A therapist is a great idea, but you can’t go in defensively, trying to game her. Go in without your parents and tell your view of things, the way you do here. As your relationship develops she’ll start acting as people here do: “you’re deflecting again.”
Also, let me acknowledge that when I’ve worked on teams, there have generally been one or two therapists that I really respected and could have worked with as a client. Not everyone is brilliant. There’s a therapist in my office building who is so bland and dense-seeming that I’m mystified that people go in and talk to her. Find someone you like. But try to be earnest. If you were to come into my office and play cat-and-mouse with me, you’d see something like polite boredom on my face, though boredom isn’t really the right word. Patience, maybe. A therapist in a room with a parent crying doom about their kid and the kid denying that there’s an issue is in a tough spot. Who are you going to call a liar or deluded lunatic?
Therapists (psychologists, licensed clinical social workers) diagnose as well. In today’s world, at least where I am, psychiatrists are used for medication management, which seems like Step II rather than Step I.
Your student health center can recommend someone, Anna.
(Also just a random internet person!)
If what you’re doing isn’t working… try something else!
My advice is goals.
You have to keep your eye on the prize.
You ever watched this Dave Tate video?
I am not actually recommended what he ate here BUT! The principle is solid. You have to want to achieve the goal. I’m not just talking about lifting here. How bad do you want it? You just have to keep reminding yourself. And there will days you’ll say… fuck it! It’s not worth it, you just have to fight your way through them and plow on.

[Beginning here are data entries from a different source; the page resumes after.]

//! Artifact delivery.
//!
//! A finished GIF leaves the pipeline through an [`ArtifactSink`]. The HTTP
//! sink posts the base64 payload as the form field `img` and reads back a
//! JSON reply carrying either `url` or `error`.

use async_trait::async_trait;
use base64::{engine::general_purpose::STANDARD as BASE64, Engine};
use cinemagraph_common::config::DeliveryConfig;
use cinemagraph_common::error::{CinemagraphError, CinemagraphResult};
use serde::Deserialize;
use std::path::{Path, PathBuf};
use std::time::Duration;

/// Destination for finished artifacts. Returns a locator for the stored GIF.
#[async_trait]
pub trait ArtifactSink: Send + Sync {
    fn name(&self) -> &str;

    async fn deliver(&self, gif: &[u8]) -> CinemagraphResult<String>;
}

#[derive(Debug, Deserialize)]
struct DeliveryReply {
    url: Option<String>,
    error: Option<String>,
}

/// Interpret an upload endpoint's JSON body.
pub fn parse_delivery_reply(body: &str) -> CinemagraphResult<String> {
    let reply: DeliveryReply = serde_json::from_str(body).map_err(|e| {
        CinemagraphError::upload_fault(format!("Unreadable delivery reply: {e}"))
    })?;
    match reply {
        DeliveryReply {
            error: Some(error), ..
        } => Err(CinemagraphError::upload_fault(error)),
        DeliveryReply { url: Some(url), .. } if !url.is_empty() => Ok(url),
        _ => Err(CinemagraphError::upload_fault(
            "Delivery reply carried neither url nor error",
        )),
    }
}

/// Posts GIFs to an HTTP upload endpoint.
pub struct HttpArtifactSink {
    client: reqwest::Client,
    endpoint: String,
}

impl HttpArtifactSink {
    pub fn new(endpoint: impl Into<String>, timeout: Duration) -> CinemagraphResult<Self> {
        let client = reqwest::Client::builder()
            .timeout(timeout)
            .build()
            .map_err(|e| CinemagraphError::config(format!("Failed to build HTTP client: {e}")))?;
        Ok(Self {
            client,
            endpoint: endpoint.into(),
        })
    }

    /// Build from configuration. `None` when no endpoint is configured.
    pub fn from_config(config: &DeliveryConfig) -> CinemagraphResult<Option<Self>> {
        match &config.endpoint {
            Some(endpoint) if !endpoint.trim().is_empty() => Ok(Some(Self::new(
                endpoint.trim(),
                Duration::from_secs(config.timeout_secs),
            )?)),
            _ => Ok(None),
        }
    }

    pub fn endpoint(&self) -> &str {
        &self.endpoint
    }
}

#[async_trait]
impl ArtifactSink for HttpArtifactSink {
    fn name(&self) -> &str {
        "http"
    }

    async fn deliver(&self, gif: &[u8]) -> CinemagraphResult<String> {
        let payload = BASE64.encode(gif);
        tracing::info!(
            endpoint = %self.endpoint,
            bytes = gif.len(),
            "Uploading artifact"
        );

        let response = self
            .client
            .post(&self.endpoint)
            .form(&[("img", payload)])
            .send()
            .await
            .map_err(|e| CinemagraphError::upload_fault(format!("Upload request failed: {e}")))?;

        let status = response.status();
        let body = response
            .text()
            .await
            .map_err(|e| CinemagraphError::upload_fault(format!("Failed to read reply: {e}")))?;

        if !status.is_success() {
            return Err(CinemagraphError::upload_fault(format!(
                "Upload endpoint returned {status}: {}",
                body.chars().take(200).collect::<String>()
            )));
        }

        let url = parse_delivery_reply(&body)?;
        tracing::info!(url = %url, "Artifact delivered");
        Ok(url)
    }
}

/// Writes GIFs into a local directory and returns `file://` locators.
#[derive(Debug, Clone)]
pub struct FileArtifactSink {
    dir: PathBuf,
}

impl FileArtifactSink {
    pub fn new(dir: impl Into<PathBuf>) -> Self {
        Self { dir: dir.into() }
    }

    pub fn dir(&self) -> &Path {
        &self.dir
    }
}

#[async_trait]
impl ArtifactSink for FileArtifactSink {
    fn name(&self) -> &str {
        "file"
    }

    async fn deliver(&self, gif: &[u8]) -> CinemagraphResult<String> {
        tokio::fs::create_dir_all(&self.dir)
            .await
            .map_err(|e| CinemagraphError::upload_fault(format!("Cannot create output dir: {e}")))?;

        let stamp = chrono::Utc::now().format("%Y%m%dT%H%M%S%.3fZ");
        let path = self.dir.join(format!("cinemagraph-{stamp}.gif"));
        tokio::fs::write(&path, gif)
            .await
            .map_err(|e| CinemagraphError::upload_fault(format!("Failed to write artifact: {e}")))?;

        let absolute = tokio::fs::canonicalize(&path).await.unwrap_or(path);
        tracing::info!(path = %absolute.display(), bytes = gif.len(), "Artifact written");
        Ok(format!("file://{}", absolute.display()))
    }
}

I don’t think a therapist is going to help you on this front. YOU need to help you. You need to actually set a goal and work your ass off to reach it. Just like you would lifting. You know you need to put on more body fat to get your hormone panel up and make your body work right again. That is the GOAL. Throw the damn scale away and make it happen! Don’t get caught up in looking in mirror every five minutes. @T3hPwnisher is right. There will be days when you will look more bloated and then it will go away. So don’t get caught up in the small stuff, keep your eye on the big picture.
I think if you will actually do it, you will be so impressed with your lifting you will kick yourself in the ass for not doing it sooner.

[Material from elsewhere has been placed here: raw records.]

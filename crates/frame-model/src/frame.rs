//! Frames and frame sequences.

use std::sync::Arc;

use cinemagraph_common::clock::TimestampNs;
use image::RgbaImage;
use serde::{Deserialize, Serialize};

/// A single captured raster.
///
/// The pixel buffer sits behind an `Arc` so a frame selected more than
/// once (resampling can repeat a source frame) is not copied.
#[derive(Debug, Clone, PartialEq, Serialize, Deserialize)]
#[serde(into = "FrameRepr", try_from = "FrameRepr")]
pub struct Frame {
    pixels: Arc<RgbaImage>,
    timestamp_ns: TimestampNs,
}

impl Frame {
    pub fn new(pixels: RgbaImage, timestamp_ns: TimestampNs) -> Self {
        Self {
            pixels: Arc::new(pixels),
            timestamp_ns,
        }
    }

    /// A frame filled with one RGBA color.
    pub fn solid(width: u32, height: u32, rgba: [u8; 4], timestamp_ns: TimestampNs) -> Self {
        Self::new(
            RgbaImage::from_pixel(width, height, image::Rgba(rgba)),
            timestamp_ns,
        )
    }

    /// Build a frame from a raw RGBA8 buffer.
    pub fn from_raw(
        width: u32,
        height: u32,
        data: Vec<u8>,
        timestamp_ns: TimestampNs,
    ) -> Result<Self, FrameError> {
        let expected = width as usize * height as usize * 4;
        let actual = data.len();
        if actual != expected {
            return Err(FrameError::InvalidBuffer { expected, actual });
        }
        let pixels = RgbaImage::from_raw(width, height, data)
            .ok_or(FrameError::InvalidBuffer { expected, actual })?;
        Ok(Self::new(pixels, timestamp_ns))
    }

    pub fn width(&self) -> u32 {
        self.pixels.width()
    }

    pub fn height(&self) -> u32 {
        self.pixels.height()
    }

    pub fn dimensions(&self) -> (u32, u32) {
        self.pixels.dimensions()
    }

    pub fn timestamp_ns(&self) -> TimestampNs {
        self.timestamp_ns
    }

    pub fn image(&self) -> &RgbaImage {
        &self.pixels
    }

    /// Interleaved RGBA8 samples, row-major.
    pub fn as_raw(&self) -> &[u8] {
        self.pixels.as_raw()
    }

    pub fn pixel(&self, x: u32, y: u32) -> [u8; 4] {
        self.pixels.get_pixel(x, y).0
    }

    /// Replace the pixels, keeping the timestamp. This is the only way a
    /// frame's content changes, and it yields a new frame.
    pub fn with_pixels(&self, pixels: RgbaImage) -> Result<Frame, FrameError> {
        if pixels.dimensions() != self.dimensions() {
            return Err(FrameError::DimensionMismatch {
                index: 0,
                expected: self.dimensions(),
                found: pixels.dimensions(),
            });
        }
        Ok(Frame::new(pixels, self.timestamp_ns))
    }

    /// Take the pixel buffer, copying only if it is still shared.
    pub fn into_image(self) -> RgbaImage {
        Arc::try_unwrap(self.pixels).unwrap_or_else(|shared| (*shared).clone())
    }

    /// Whether both frames point at the same pixel buffer.
    pub fn shares_pixels_with(&self, other: &Frame) -> bool {
        Arc::ptr_eq(&self.pixels, &other.pixels)
    }
}

#[derive(Serialize, Deserialize)]
struct FrameRepr {
    width: u32,
    height: u32,
    #[serde(default)]
    timestamp_ns: TimestampNs,
    data: Vec<u8>,
}

impl From<Frame> for FrameRepr {
    fn from(frame: Frame) -> Self {
        let (width, height) = frame.dimensions();
        let timestamp_ns = frame.timestamp_ns;
        Self {
            width,
            height,
            timestamp_ns,
            data: frame.into_image().into_raw(),
        }
    }
}

impl TryFrom<FrameRepr> for Frame {
    type Error = FrameError;

    fn try_from(repr: FrameRepr) -> Result<Self, Self::Error> {
        Frame::from_raw(repr.width, repr.height, repr.data, repr.timestamp_ns)
    }
}

/// Ordered frames sharing one width and height.
#[derive(Debug, Clone, Default, PartialEq)]
pub struct FrameSequence {
    frames: Vec<Frame>,
}

impl FrameSequence {
    pub fn new() -> Self {
        Self::default()
    }

    /// Build a sequence, rejecting any frame whose size differs from the first.
    pub fn from_frames(frames: Vec<Frame>) -> Result<Self, FrameError> {
        if let Some(first) = frames.first() {
            let expected = first.dimensions();
            if let Some((index, bad)) = frames
                .iter()
                .enumerate()
                .find(|(_, f)| f.dimensions() != expected)
            {
                return Err(FrameError::DimensionMismatch {
                    index,
                    expected,
                    found: bad.dimensions(),
                });
            }
        }
        Ok(Self { frames })
    }

    pub fn push(&mut self, frame: Frame) -> Result<(), FrameError> {
        if let Some(expected) = self.dimensions() {
            if frame.dimensions() != expected {
                return Err(FrameError::DimensionMismatch {
                    index: self.frames.len(),
                    expected,
                    found: frame.dimensions(),
                });
            }
        }
        self.frames.push(frame);
        Ok(())
    }

    /// Shared width and height, or `None` for an empty sequence.
    pub fn dimensions(&self) -> Option<(u32, u32)> {
        self.frames.first().map(Frame::dimensions)
    }

    pub fn len(&self) -> usize {
        self.frames.len()
    }

    pub fn is_empty(&self) -> bool {
        self.frames.is_empty()
    }

    pub fn get(&self, index: usize) -> Option<&Frame> {
        self.frames.get(index)
    }

    /// The canonical frozen reference.
    pub fn first(&self) -> Option<&Frame> {
        self.frames.first()
    }

    pub fn iter(&self) -> std::slice::Iter<'_, Frame> {
        self.frames.iter()
    }

    pub fn frames(&self) -> &[Frame] {
        &self.frames
    }

    pub fn into_frames(self) -> Vec<Frame> {
        self.frames
    }
}

impl<'a> IntoIterator for &'a FrameSequence {
    type Item = &'a Frame;
    type IntoIter = std::slice::Iter<'a, Frame>;

    fn into_iter(self) -> Self::IntoIter {
        self.frames.iter()
    }
}

/// Errors raised by frame and mask construction.
#[derive(Debug, Clone, PartialEq, Eq, thiserror::Error)]
pub enum FrameError {
    #[error("Frame {index} is {found:?}, expected {expected:?}")]
    DimensionMismatch {
        index: usize,
        expected: (u32, u32),
        found: (u32, u32),
    },

    #[error("Pixel buffer holds {actual} bytes, expected {expected}")]
    InvalidBuffer { expected: usize, actual: usize },
}

#[cfg(test)]
mod tests {
    use super::*;

    const RED: [u8; 4] = [255, 0, 0, 255];

    #[test]
    fn solid_frame_reports_dimensions_and_pixels() {
        let frame = Frame::solid(4, 3, RED, 42);
        assert_eq!(frame.dimensions(), (4, 3));
        assert_eq!(frame.timestamp_ns(), 42);
        assert_eq!(frame.pixel(3, 2), RED);
        assert_eq!(frame.as_raw().len(), 4 * 3 * 4);
    }

    #[test]
    fn timestamps_use_capture_clock_units() {
        use cinemagraph_common::clock::CaptureClock;

        let frame = Frame::solid(1, 1, RED, CaptureClock::secs_to_ns(0.5));
        assert_eq!(frame.timestamp_ns(), 500_000_000);
        assert_eq!(CaptureClock::ns_to_secs(frame.timestamp_ns()), 0.5);
    }

    #[test]
    fn from_raw_rejects_oversized_buffer() {
        let err = Frame::from_raw(1, 1, (1..=8).collect(), 0).unwrap_err();
        assert_eq!(
            err,
            FrameError::InvalidBuffer {
                expected: 4,
                actual: 8
            }
        );

        let wire = serde_json::json!({"width": 1, "height": 1, "data": [1, 2, 3, 4, 5, 6, 7, 8]});
        assert!(serde_json::from_value::<Frame>(wire).is_err());
    }

    #[test]
    fn from_raw_rejects_short_buffer() {
        let err = Frame::from_raw(2, 2, vec![0; 15], 0).unwrap_err();
        assert_eq!(
            err,
            FrameError::InvalidBuffer {
                expected: 16,
                actual: 15
            }
        );
    }

    #[test]
    fn clones_share_pixels_until_replaced() {
        let frame = Frame::solid(2, 2, RED, 0);
        let copy = frame.clone();
        assert!(copy.shares_pixels_with(&frame));

        let replaced = frame
            .with_pixels(RgbaImage::from_pixel(2, 2, image::Rgba([0, 0, 255, 255])))
            .unwrap();
        assert!(!replaced.shares_pixels_with(&frame));
        assert_eq!(frame.pixel(0, 0), RED);
        assert_eq!(replaced.pixel(0, 0), [0, 0, 255, 255]);
    }

    #[test]
    fn with_pixels_rejects_resize() {
        let frame = Frame::solid(2, 2, RED, 0);
        assert!(frame.with_pixels(RgbaImage::new(3, 2)).is_err());
    }

    #[test]
    fn sequence_rejects_mismatched_dimensions() {
        let mut seq = FrameSequence::new();
        assert_eq!(seq.dimensions(), None);
        seq.push(Frame::solid(4, 4, RED, 0)).unwrap();
        let err = seq.push(Frame::solid(4, 5, RED, 1)).unwrap_err();
        assert_eq!(
            err,
            FrameError::DimensionMismatch {
                index: 1,
                expected: (4, 4),
                found: (4, 5)
            }
        );
        assert_eq!(seq.len(), 1);

        let err = FrameSequence::from_frames(vec![
            Frame::solid(2, 2, RED, 0),
            Frame::solid(2, 2, RED, 1),
            Frame::solid(1, 2, RED, 2),
        ])
        .unwrap_err();
        assert!(matches!(err, FrameError::DimensionMismatch { index: 2, .. }));
    }

    #[test]
    fn frame_serializes_as_raw_buffer() {
        let frame = Frame::solid(1, 1, [1, 2, 3, 4], 7);
        let json = serde_json::to_value(&frame).unwrap();
        assert_eq!(json["width"], 1);
        assert_eq!(json["data"], serde_json::json!([1, 2, 3, 4]));

        let parsed: Frame = serde_json::from_value(json).unwrap();
        assert_eq!(parsed, frame);

        let bad = serde_json::json!({"width": 2, "height": 2, "data": [0, 0, 0, 0]});
        assert!(serde_json::from_value::<Frame>(bad).is_err());
    }
}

This is super important, and worth highlighting. You can’t go seeking help with a chip on your shoulder and the intent to “prove them wrong.”
If you decide that you’re going to beat the therapist, you will, primarily because your success is dependent upon WANTING to be helped. If you seek help without being open to receiving it, you get nothing. It’s the same with mental health as it is with physical health. No different than an obese chain smoker that goes and sees a doc and decides that they’re an idiot because they want the patient to engage in lifestyle changes instead of just giving them a magic pill that makes it all better.

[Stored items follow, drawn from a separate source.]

//! Clock and timing utilities for frame capture.
//!
//! Every captured frame is stamped relative to a monotonic epoch taken
//! when recording starts, so the capture duration is simply the stop
//! timestamp.

use std::time::Instant;

/// Monotonic nanoseconds since capture start.
pub type TimestampNs = u64;

/// A capture clock that provides monotonic timestamps relative to
/// a fixed epoch (the moment recording started).
#[derive(Debug, Clone)]
pub struct CaptureClock {
    /// The instant recording started.
    epoch: Instant,

    /// Wall-clock time at epoch (RFC 3339 string).
    epoch_wall: String,
}

impl CaptureClock {
    /// Create a new capture clock anchored to now.
    pub fn start() -> Self {
        Self {
            epoch: Instant::now(),
            epoch_wall: chrono::Utc::now().to_rfc3339(),
        }
    }

    /// Nanoseconds elapsed since capture start.
    pub fn elapsed_ns(&self) -> TimestampNs {
        self.epoch.elapsed().as_nanos() as u64
    }

    /// Seconds elapsed since capture start.
    pub fn elapsed_secs(&self) -> f64 {
        self.epoch.elapsed().as_secs_f64()
    }

    /// Wall-clock time at capture start.
    pub fn epoch_wall(&self) -> &str {
        &self.epoch_wall
    }

    /// Convert a nanosecond value to seconds.
    pub fn ns_to_secs(ns: TimestampNs) -> f64 {
        ns as f64 / 1_000_000_000.0
    }

    /// Convert seconds to nanoseconds.
    pub fn secs_to_ns(secs: f64) -> TimestampNs {
        (secs * 1_000_000_000.0) as u64
    }
}

/// Throttles a display-refresh callback down to a maximum sampling rate.
#[derive(Debug)]
pub struct RateController {
    target_interval_ns: u64,
    last_tick_ns: Option<u64>,
}

impl RateController {
    /// Create a controller targeting the given Hz rate.
    pub fn new(target_hz: u32) -> Self {
        Self {
            target_interval_ns: 1_000_000_000 / target_hz.max(1) as u64,
            last_tick_ns: None,
        }
    }

    /// Check if enough time has passed for the next tick.
    /// Returns true and updates internal state if ready.
    /// The first call always returns true.
    pub fn should_tick(&mut self, current_ns: u64) -> bool {
        match self.last_tick_ns {
            None => {
                self.last_tick_ns = Some(current_ns);
                true
            }
            Some(last) if current_ns >= last + self.target_interval_ns => {
                self.last_tick_ns = Some(current_ns);
                true
            }
            _ => false,
        }
    }

    /// Forget the last tick so the next call fires immediately.
    pub fn reset(&mut self) {
        self.last_tick_ns = None;
    }

    /// Target interval in nanoseconds.
    pub fn interval_ns(&self) -> u64 {
        self.target_interval_ns
    }
}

I would respectfully disagree. Distortions in thinking underlie issues like eating disorders (and addiction and OCD behaviors, which are related to ED’s). It’s helpful to have someone you trust go through the week with you and look at what happened and why - it’s like a Monday morning review of Sunday’s big game. You watch the video, see where things went sideways, rewind and slow it down to look at it again, then draw circles and arrows that indicate what you’ll do next time.
@anna_5588 so what are your own thoughts after having read so many of us weigh in with our thoughts and opinions? What do you feel is in the cards for you in the near future?